# PROBLEM DESCRIPTION
Which of the lines in the data mention the string "below"? List them all.

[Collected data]
// src/conditions.rs - Leaf condition evaluators
//
// Each evaluator turns one tag's frame-aligned readings into a per-frame
// "condition met" flag and records where the flag is false so the
// persistence scanner does not have to rescan the frames.
use chrono::Duration;

use crate::telemetry::Timestamp;
use crate::value::Value;

/// Per-frame condition flags plus the indices where the condition failed
#[derive(Debug, Clone, Default, PartialEq)]
pub struct Conditions {
    pub frames: Vec<(bool, Timestamp)>,
    pub false_indexes: Vec<usize>,
}

impl Conditions {
    /// Pair flags with their frame times
    pub fn from_flags<I>(times: &[Timestamp], flags: I) -> Self
    where
        I: IntoIterator<Item = bool>,
    {
        let mut frames = Vec::with_capacity(times.len());
        let mut false_indexes = Vec::new();
        for (index, (time, flag)) in times.iter().zip(flags).enumerate() {
            if !flag {
                false_indexes.push(index);
            }
            frames.push((flag, *time));
        }
        Self { frames, false_indexes }
    }

    pub fn len(&self) -> usize {
        self.frames.len()
    }

    pub fn is_empty(&self) -> bool {
        self.frames.is_empty()
    }

    /// Bare per-frame flags
    pub fn flags(&self) -> Vec<bool> {
        self.frames.iter().map(|(flag, _)| *flag).collect()
    }
}

/// Reading below `lower` or above `upper`
pub fn threshold(
    times: &[Timestamp],
    readings: &[Option<Value>],
    lower: Option<f64>,
    upper: Option<f64>,
) -> Conditions {
    Conditions::from_flags(
        times,
        readings.iter().map(|reading| {
            reading.and_then(|value| value.as_float()).map_or(false, |value| {
                lower.map_or(false, |lower| value < lower) || upper.map_or(false, |upper| value > upper)
            })
        }),
    )
}

/// Reading exactly equal to `setpoint`
pub fn setpoint(times: &[Timestamp], readings: &[Option<Value>], setpoint: &Value) -> Conditions {
    Conditions::from_flags(
        times,
        readings
            .iter()
            .map(|reading| reading.map_or(false, |value| value.same_reading(setpoint))),
    )
}

/// Reading unchanged from the previous frame
///
/// The first reading has nothing to compare against and is true. A missing
/// reading is false and breaks the comparison chain for the next frame.
pub fn static_value(times: &[Timestamp], readings: &[Option<Value>]) -> Conditions {
    Conditions::from_flags(
        times,
        readings.iter().enumerate().map(|(index, reading)| match (index, reading) {
            (_, None) => false,
            (0, Some(_)) => true,
            (_, Some(value)) => readings[index - 1].map_or(false, |previous| previous.same_reading(value)),
        }),
    )
}

/// Rate of change over `time_window` crosses a rise or fall threshold
///
/// For a frame at time `T`, the window ends at the last frame no later than
/// `T + time_window`; the rate is the value change divided by the number of
/// frames advanced. Frames whose window runs past the end of the data are
/// false. The fall threshold is a magnitude: a fall threshold of `2.0` (or
/// `-2.0`) triggers on rates below `-2.0`.
pub fn rate_of_change(
    times: &[Timestamp],
    readings: &[Option<Value>],
    rate_of_fall_threshold: Option<f64>,
    rate_of_rise_threshold: Option<f64>,
    time_window: Duration,
) -> Conditions {
    let count = times.len().min(readings.len());
    let mut flags = Vec::with_capacity(count);
    let mut end = 0;

    for start in 0..count {
        end = end.max(start);
        // a window past the representable range never completes
        let Some(horizon) = times[start].checked_add_signed(time_window) else {
            flags.push(false);
            continue;
        };
        while end + 1 < count && times[end + 1] <= horizon {
            end += 1;
        }

        let reached = end + 1 < count || times[end] == horizon;
        if !reached {
            flags.push(false);
            continue;
        }

        let rate = match (readings[start], readings[end]) {
            (Some(first), Some(last)) if end > start => match (first.as_float(), last.as_float()) {
                (Some(first), Some(last)) => (last - first) / (end - start) as f64,
                _ => 0.0,
            },
            _ => 0.0,
        };

        let rising = rate_of_rise_threshold.map_or(false, |rise| rate > rise);
        let falling = rate_of_fall_threshold.map_or(false, |fall| rate < -fall.abs());
        flags.push(rising || falling);
    }

    Conditions::from_flags(&times[..count], flags)
}

#[cfg(test)]
mod tests {
    use super::*;
    use chrono::{TimeZone, Utc};

    fn times(offsets: &[i64]) -> Vec<Timestamp> {
        offsets
            .iter()
            .map(|secs| Utc.timestamp_opt(1_700_000_000 + secs, 0).unwrap())
            .collect()
    }

    fn ints(values: &[Option<i64>]) -> Vec<Option<Value>> {
        values.iter().map(|v| v.map(Value::Int)).collect()
    }

    #[test]
    fn test_threshold_bounds_and_nulls() {
        let t = times(&[0, 1, 2, 3, 4]);
        let readings = vec![
            Some(Value::Float(-1.0)),
            Some(Value::Int(5)),
            None,
            Some(Value::Float(11.0)),
            Some(Value::Int(10)),
        ];

        let both = threshold(&t, &readings, Some(0.0), Some(10.0));
        assert_eq!(both.flags(), vec![true, false, false, true, false]);
        assert_eq!(both.false_indexes, vec![1, 2, 4]);

        let upper_only = threshold(&t, &readings, None, Some(10.0));
        assert_eq!(upper_only.flags(), vec![false, false, false, true, false]);
    }

    #[test]
    fn test_setpoint_exact_match() {
        let t = times(&[0, 1, 2, 3]);
        let readings = vec![Some(Value::Int(3)), Some(Value::Float(3.0)), Some(Value::Float(3.1)), None];
        let conditions = setpoint(&t, &readings, &Value::Int(3));
        assert_eq!(conditions.flags(), vec![true, true, false, false]);

        let switches = vec![Some(Value::Bool(true)), Some(Value::Int(1))];
        let conditions = setpoint(&t[..2], &switches, &Value::Bool(true));
        assert_eq!(conditions.flags(), vec![true, false]);
    }

    #[test]
    fn test_static_compares_consecutive_frames() {
        let t = times(&[0, 10, 20, 30]);
        let conditions = static_value(&t, &ints(&[Some(5), Some(5), Some(5), Some(3)]));
        assert_eq!(conditions.flags(), vec![true, true, true, false]);
        assert_eq!(conditions.false_indexes, vec![3]);

        let gap = static_value(&t, &ints(&[Some(5), None, Some(5), Some(5)]));
        assert_eq!(gap.flags(), vec![true, false, false, true]);
    }

    #[test]
    fn test_rate_of_change_rise_and_truncated_window() {
        // one reading per 10 seconds, 20 second window: two frames advanced
        let t = times(&[0, 10, 20, 30, 40]);
        let readings = ints(&[Some(0), Some(1), Some(10), Some(12), Some(12)]);
        let conditions = rate_of_change(&t, &readings, None, Some(3.0), Duration::seconds(20));

        // rates: (10-0)/2=5, (12-1)/2=5.5, (12-10)/2=1, window truncated, truncated
        assert_eq!(conditions.flags(), vec![true, true, false, false, false]);
    }

    #[test]
    fn test_rate_of_change_fall_is_a_magnitude() {
        let t = times(&[0, 10, 20]);
        let readings = ints(&[Some(10), Some(4), Some(0)]);

        let negative = rate_of_change(&t, &readings, Some(-2.0), None, Duration::seconds(10));
        let positive = rate_of_change(&t, &readings, Some(2.0), None, Duration::seconds(10));
        assert_eq!(negative.flags(), vec![true, true, false]);
        assert_eq!(negative.flags(), positive.flags());
    }

    #[test]
    fn test_rate_of_change_null_start_is_zero_rate() {
        let t = times(&[0, 10, 20]);
        let readings = ints(&[None, Some(100), Some(100)]);
        let conditions = rate_of_change(&t, &readings, Some(1.0), Some(1.0), Duration::seconds(10));
        assert_eq!(conditions.flags(), vec![false, false, false]);
    }

    #[test]
    fn test_rate_of_change_window_past_time_range() {
        let t = times(&[0, 10, 20]);
        let readings = ints(&[Some(0), Some(50), Some(100)]);
        let conditions = rate_of_change(&t, &readings, None, Some(1.0), Duration::days(1_000_000_000));
        assert_eq!(conditions.flags(), vec![false, false, false]);
    }

    #[test]
    fn test_empty_series() {
        let conditions = rate_of_change(&[], &[], None, Some(1.0), Duration::seconds(5));
        assert!(conditions.is_empty());
        assert!(static_value(&[], &[]).is_empty());
    }
}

# OUTPUT FOR THIS TASK
/// Reading below `lower` or above `upper`
/// `-2.0`) triggers on rates below `-2.0`.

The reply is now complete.